Plus la voiture avance, plus Clayd remarque quelque chose d'étrange dans cet endroit. Il aperçoit des murs gravés, et pourtant, le quartier semble mi-propre, mi-sale. Un contraste plutôt bizarre.
Il remarque un bras robotique rouillé dépassant du toit, oscillant légèrement au gré du vent.

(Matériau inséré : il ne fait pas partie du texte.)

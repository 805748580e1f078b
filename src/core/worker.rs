use crate::adapters::sqlite::SqlStorage;
use crate::app::TinyWebDb;
use crate::core::bridge::RequestBridge;
use bytes::Bytes;
use http::{Request, Response};
use sqlx::SqlitePool;

/// Bindings supplied by the hosting environment.
#[derive(Debug, Clone)]
pub struct Env {
    pub db: SqlitePool,
}

/// Per-request entry point: nothing is shared between invocations except the
/// database handle.
pub async fn fetch(request: Request<Bytes>, env: &Env) -> Response<Bytes> {
    let storage = SqlStorage::new(env.db.clone());
    let app = TinyWebDb::new(storage);
    RequestBridge::new(app).handle(request).await
}
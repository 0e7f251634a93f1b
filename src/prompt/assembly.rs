//! Prompt text assembly (spec.md §4.3).

use super::Prompt;
use crate::model::sanitize;
use crate::syntax::{close_brackets, comment_out, trim_and_combine_doc_comment};

/// Stable suite-header stub used when assembling a candidate test for
/// dedup, so differently-named API functions whose bodies coincide collapse
/// to the same test source.
pub const STABLE_SUITE_HEADER: &str = "describe('test suite', function() {\n";
/// Stable test-case-header stub, paired with [`STABLE_SUITE_HEADER`].
pub const STABLE_CASE_HEADER: &str = "    it('test case', function(done) {\n";

const BODY_INDENT: &str = "        ";

impl Prompt {
    /// The prompt's identity for deduplication: its assembled text.
    pub fn assemble(&self) -> String {
        match &self.retry {
            None => self.assemble_sections(false),
            Some(retry) => {
                let mut text = self.assemble_sections(true);
                text.push_str(&retry.failing_body);
                if !text.ends_with('\n') {
                    text.push('\n');
                }
                text.push_str("// the test above fails with the following error:\n");
                text.push_str(&format!("//   {}\n", retry.error_message));
                text.push_str("// fixed test:\n");
                text.push_str(&self.case_header(false));
                text
            }
        }
    }

    fn assemble_sections(&self, stub_headers: bool) -> String {
        let mut out = self.imports_header();

        if self.options.include_snippets && !self.snippets.is_empty() {
            out.push_str(&self.snippets_section());
        }

        if self.options.include_doc_comment {
            if let Some(doc) = self.function.doc_comment.as_deref() {
                if !doc.trim().is_empty() {
                    out.push_str(&trim_and_combine_doc_comment(doc));
                }
            }
        }

        out.push_str(&comment_out(&self.signature_line()));

        if self.options.include_function_body {
            if let Some(body) = self.function.body.as_deref() {
                if !body.trim().is_empty() {
                    out.push_str(&comment_out(body));
                }
            }
        }

        out.push_str(&self.suite_header(stub_headers));
        out.push_str(&self.case_header(stub_headers));
        out
    }

    fn imports_header(&self) -> String {
        let sanitized = sanitize(&self.function.package_name);
        format!(
            "const {{ describe, it }} = require('mocha');\nconst assert = require('assert');\nconst {sanitized} = require('{pkg}');\n",
            sanitized = sanitized,
            pkg = self.function.package_name,
        )
    }

    fn snippets_section(&self) -> String {
        let mut out = String::new();
        for (idx, snippet) in self.snippets.iter().enumerate() {
            out.push_str(&format!("// usage #{}\n", idx + 1));
            out.push_str(&comment_out(snippet));
        }
        out
    }

    fn signature_line(&self) -> String {
        let prefix = if self.function.is_constructor { "class " } else { "" };
        let suffix = if self.function.is_async { " async" } else { "" };
        format!(
            "{prefix}{path}{sig}{suffix}",
            prefix = prefix,
            path = self.function.access_path,
            sig = self.function.signature,
            suffix = suffix,
        )
    }

    fn suite_header(&self, stub: bool) -> String {
        if stub {
            STABLE_SUITE_HEADER.to_string()
        } else {
            format!(
                "describe('test {}', function() {{\n",
                sanitize(&self.function.package_name)
            )
        }
    }

    fn case_header(&self, stub: bool) -> String {
        if stub {
            STABLE_CASE_HEADER.to_string()
        } else {
            format!(
                "    it('test {}', function(done) {{\n",
                self.function.access_path
            )
        }
    }

    /// Build a candidate test from a completion body. Replaces the
    /// suite/case headers with stable stubs when `stub_headers` is true,
    /// appends the body at a fixed 8-space indent, closes any unbalanced
    /// brackets, and normalizes the trailing closers to a pretty two-line
    /// form. Returns `None` if the body cannot be repaired into valid
    /// structure (spec.md §4.3).
    pub fn complete_test(&self, body: &str, stub_headers: bool) -> Option<String> {
        let mut combined = self.assemble_sections(stub_headers);
        combined.push_str(BODY_INDENT);
        combined.push_str(body.trim_start());
        if !combined.ends_with('\n') {
            combined.push('\n');
        }
        let closed = close_brackets(&combined)?;
        Some(pretty_close_trailer(closed.source))
    }
}

fn pretty_close_trailer(src: String) -> String {
    match src.strip_suffix("})})") {
        Some(prefix) => format!("{prefix}    }})\n}})"),
        None => src,
    }
}
//! The prompt data model: options, provenance, and the retry-prompt
//! specialization (spec.md §3).

mod assembly;

use std::sync::Arc;

use crate::model::FunctionUnderTest;

pub use assembly::{STABLE_CASE_HEADER, STABLE_SUITE_HEADER};

/// A configuration of which optional sections to include in a prompt. All
/// default to `false` for the initial prompt.
#[derive(Debug, Clone, Copy, PartialEq, Eq, Default)]
pub struct PromptOptions {
    pub include_snippets: bool,
    pub include_doc_comment: bool,
    pub include_function_body: bool,
}

/// The triple that caused a prompt to be produced: `{originalPrompt, testId,
/// refiner}`. `original_prompt_key` is the producing prompt's assembled
/// text, not a live reference — prompt identity is textual (DESIGN NOTES §9).
#[derive(Debug, Clone, PartialEq, Eq)]
pub struct Provenance {
    pub original_prompt_key: String,
    pub test_id: u64,
    pub refiner: &'static str,
}

/// The extra payload a retry prompt carries: the failing completion body and
/// the error message that caused the retry (spec.md §3, "Retry prompt").
#[derive(Debug, Clone, PartialEq, Eq)]
pub struct RetryInfo {
    pub failing_body: String,
    pub error_message: String,
}

/// A prompt candidate: the target function, its snippets, its option flags,
/// an optional retry payload, and the provenance records explaining how it
/// was produced. Prompts are produced by the initial step and by refiners;
/// they are never mutated after first assembly except by appending
/// provenance records (spec.md §3, invariant "Lifecycles").
#[derive(Debug, Clone)]
pub struct Prompt {
    pub function: Arc<FunctionUnderTest>,
    pub snippets: Vec<String>,
    pub options: PromptOptions,
    pub retry: Option<RetryInfo>,
    pub provenance: Vec<Provenance>,
}

impl Prompt {
    /// The initial prompt for a function: no snippets included even if some
    /// are available, all options false, no provenance.
    pub fn initial(function: Arc<FunctionUnderTest>, snippets: Vec<String>) -> Self {
        Self {
            function,
            snippets,
            options: PromptOptions::default(),
            retry: None,
            provenance: Vec::new(),
        }
    }

    /// A copy of `self` with different options and no retry payload, used by
    /// the non-retry refiners. Provenance starts empty; the generation loop
    /// tags it after the refiner returns (spec.md §4.6).
    pub fn with_options(&self, options: PromptOptions) -> Self {
        Self {
            function: Arc::clone(&self.function),
            snippets: self.snippets.clone(),
            options,
            retry: None,
            provenance: Vec::new(),
        }
    }

    /// A retry prompt derived from `self`, carrying the failing completion
    /// and its error message. Retry is non-chaining: `self` must not already
    /// be a retry prompt (enforced by the `RetryWithError` refiner, spec.md
    /// §4.4, and checked again here defensively).
    pub fn as_retry(&self, failing_body: String, error_message: String) -> Option<Self> {
        if self.retry.is_some() {
            return None;
        }
        Some(Self {
            function: Arc::clone(&self.function),
            snippets: self.snippets.clone(),
            options: self.options,
            retry: Some(RetryInfo {
                failing_body,
                error_message,
            }),
            provenance: Vec::new(),
        })
    }

    pub fn is_retry(&self) -> bool {
        self.retry.is_some()
    }

    /// Append a provenance record. The only mutation a prompt undergoes
    /// after first assembly (spec.md §3, invariant 3).
    pub fn push_provenance(&mut self, provenance: Provenance) {
        self.provenance.push(provenance);
    }
}
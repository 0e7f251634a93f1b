//! CLI command definitions for genforge: a manifest-driven `run` and a
//! report-rendering `report` command.

use std::collections::HashMap;
use std::path::PathBuf;
use std::sync::Arc;
use std::time::Instant;

use clap::Parser;
use serde::{Deserialize, Serialize};
use tracing::{info, warn};

use crate::collector::TestCollector;
use crate::config::GenforgeConfig;
use crate::generator::generate_and_validate;
use crate::llm::{CompletionProvider, OpenAiCompatibleProvider};
use crate::model::FunctionUnderTest;
use crate::report::{build_function_report, diff_against_baseline, render_markdown, FunctionReport, RunReport};
use crate::snippets::{JsonSnippetMap, SnippetMap};
use crate::validator::{NodeProcessValidator, TestValidator};

/// genforge: LLM-driven unit test generation.
#[derive(Parser)]
#[command(name = "genforge")]
#[command(about = "Generate and validate unit tests for a package's exported functions")]
#[command(version)]
pub struct Cli {
    #[command(subcommand)]
    pub command: Commands,

    /// Log level (trace, debug, info, warn, error).
    #[arg(short, long, default_value = "info", global = true)]
    pub log_level: String,
}

#[derive(clap::Subcommand)]
pub enum Commands {
    /// Run the generation engine against a manifest, writing a JSON report.
    Run(RunArgs),
    /// Render an existing report as Markdown, optionally diffed against a baseline.
    Report(ReportArgs),
}

#[derive(Parser, Debug)]
pub struct RunArgs {
    /// Path to the function manifest (JSON).
    #[arg(short, long)]
    pub manifest: PathBuf,

    /// Path to a YAML config file; built-in defaults apply for omitted fields.
    #[arg(short, long)]
    pub config: Option<PathBuf>,

    /// Override the config's snippet sidecar path.
    #[arg(long)]
    pub snippets: Option<PathBuf>,

    /// Where to write the JSON run report.
    #[arg(short, long, default_value = "genforge-report.json")]
    pub output: PathBuf,

    /// Completion provider API key (overrides config and `GENFORGE_API_KEY`).
    #[arg(long, env = "GENFORGE_API_KEY")]
    pub api_key: Option<String>,
}

#[derive(Parser, Debug)]
pub struct ReportArgs {
    /// Path to a JSON run report.
    pub report: PathBuf,

    /// Path to a prior JSON run report to diff against.
    #[arg(long)]
    pub baseline: Option<PathBuf>,
}

/// A package's functions under test, supplied externally by API exploration
/// (spec.md §1) and loaded from a JSON manifest at the CLI boundary.
#[derive(Debug, Deserialize, Serialize)]
pub struct Manifest {
    pub package_name: String,
    /// Filesystem path to the package, linked into the validator's sandbox.
    pub package_dir: PathBuf,
    pub functions: Vec<ManifestFunction>,
}

#[derive(Debug, Deserialize, Serialize)]
pub struct ManifestFunction {
    pub signature: String,
    #[serde(default)]
    pub doc_comment: Option<String>,
    #[serde(default)]
    pub body: Option<String>,
    /// Module-path hint carried through to the report; not used in prompt
    /// assembly or dedup.
    #[serde(default)]
    pub module_path: Option<String>,
}

pub fn parse_cli() -> Cli {
    Cli::parse()
}

pub async fn run_with_cli(cli: Cli) -> anyhow::Result<()> {
    match cli.command {
        Commands::Run(args) => run_command(args).await,
        Commands::Report(args) => report_command(args),
    }
}

async fn run_command(args: RunArgs) -> anyhow::Result<()> {
    let base_config = match &args.config {
        Some(path) => GenforgeConfig::from_file(path)?,
        None => GenforgeConfig::default(),
    };
    let mut config = GenforgeConfig::from_env(base_config);
    if let Some(key) = args.api_key {
        config.api_key = Some(key);
    }
    if let Some(path) = &args.snippets {
        config.snippet_map_path = Some(path.display().to_string());
    }

    let manifest_text = std::fs::read_to_string(&args.manifest)?;
    let manifest: Manifest = serde_json::from_str(&manifest_text)?;

    let snippet_map: Box<dyn SnippetMap> = match &config.snippet_map_path {
        Some(path) => Box::new(JsonSnippetMap::load(std::path::Path::new(path))?),
        None => Box::new(JsonSnippetMap::empty()),
    };

    let provider: Box<dyn CompletionProvider> = Box::new(OpenAiCompatibleProvider::new(
        config.api_base.clone().ok_or_else(|| anyhow::anyhow!("missing provider base URL: set api_base in the config file or GENFORGE_API_BASE"))?,
        config.api_key.clone(),
        config.model.clone(),
        config.completions_per_request,
    ));

    let validator = NodeProcessValidator::new(
        manifest.package_dir.clone(),
        config.validator_timeout(),
        config.validator_command.clone(),
    )
    .await
    .map_err(|e| anyhow::anyhow!("failed to set up validation workspace: {e}"))?;

    let mut report = RunReport::default();

    for entry in &manifest.functions {
        let function = match FunctionUnderTest::parse(
            manifest.package_name.clone(),
            &entry.signature,
            entry.doc_comment.clone(),
            entry.body.clone(),
        ) {
            Ok(f) => {
                let f = match &entry.module_path {
                    Some(module_path) => f.with_module_path(module_path.clone()),
                    None => f,
                };
                Arc::new(f)
            }
            Err(e) => {
                warn!(signature = %entry.signature, error = %e, "skipping function with invalid signature");
                continue;
            }
        };

        info!(function = %function.access_path, "generating tests");

        let snippets = snippet_map.snippets_for(&function.name).unwrap_or_default();

        let mut collector = TestCollector::new();
        let deadline = Instant::now() + config.deadline();
        generate_and_validate(
            Arc::clone(&function),
            &config.temperatures,
            snippet_map.as_ref(),
            provider.as_ref(),
            &validator,
            &mut collector,
            deadline,
        )
        .await;

        let prompt_id_by_key: HashMap<String, u64> = collector.prompt_id_by_key();
        let mut function_report: FunctionReport = build_function_report(
            &function.package_name,
            &function.access_path,
            function.module_path.as_deref(),
            snippets.len(),
            config.completions_per_request,
            &collector,
            &prompt_id_by_key,
        );
        function_report.coverage = validator.coverage_summary();
        report.functions.push(function_report);
    }

    validator.cleanup().await;

    let json = serde_json::to_string_pretty(&report)?;
    std::fs::write(&args.output, json)?;
    info!(output = %args.output.display(), "wrote run report");
    Ok(())
}

fn report_command(args: ReportArgs) -> anyhow::Result<()> {
    let text = std::fs::read_to_string(&args.report)?;
    let report: RunReport = serde_json::from_str(&text)?;

    match args.baseline {
        Some(baseline_path) => {
            let baseline_text = std::fs::read_to_string(&baseline_path)?;
            let baseline: RunReport = serde_json::from_str(&baseline_text)?;
            for diff in diff_against_baseline(&baseline, &report) {
                println!(
                    "{}: passed {:+}, failed {:+}",
                    diff.access_path, diff.passed_delta, diff.failed_delta
                );
            }
        }
        None => println!("{}", render_markdown(&report)),
    }
    Ok(())
}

La voiture s'arrête sur un petit parking très proche de l'atelier. Bertille retire sa ceinture, mais Clayd l'interpelle.
— Avant de sortir, j'aimerais que tu me parles du type que je vais rencontrer, dit-il d'un ton froid et sec.
Bertille, la main sur le bouton pour ouvrir la portière, regarde Clayd.
— Il s'appelle Nirtch Al Varn, c'est un ancien technicien qui a servi à l'armée d'Oculus City pendant la guerre. Depuis, il est exilé restent silencieux depuis bien longtemps. Il communique avec peu de monde. Je suis l'une des rares personnes qui peut le voir et discuter avec lui de tout et de rien, c'est à ma connaissance le seul capable de réparer des corps cybernétisés sans aucune trace visible dans les bases de données officielles du Lys Brisé. N'écoute pas les rumeurs sur lui... laissa-t-elle échapper en se grattant le bras.
Clayd tourne la tête en regardant Bertille.
— C'est quoi, les rumeurs sur lui, s'il te plaît ? murmure-t-il.
— Des rumeurs disent que le magasin redonne vie à ceux qu'on croyait morts, en greffant des morceaux de conscience dans des implants chelous. D'autres prétendent que le gérant fabrique ses propres êtres hybrides, et les envoie dans la brume noir pour faire des tests sur leur résistance. Voilà les rumeurs bizarres qui tournent. Mais ne les crois pas, s'il te plaît. Y'a rien de vrai, j'en suis persuadée... dit-elle, le regard perdu.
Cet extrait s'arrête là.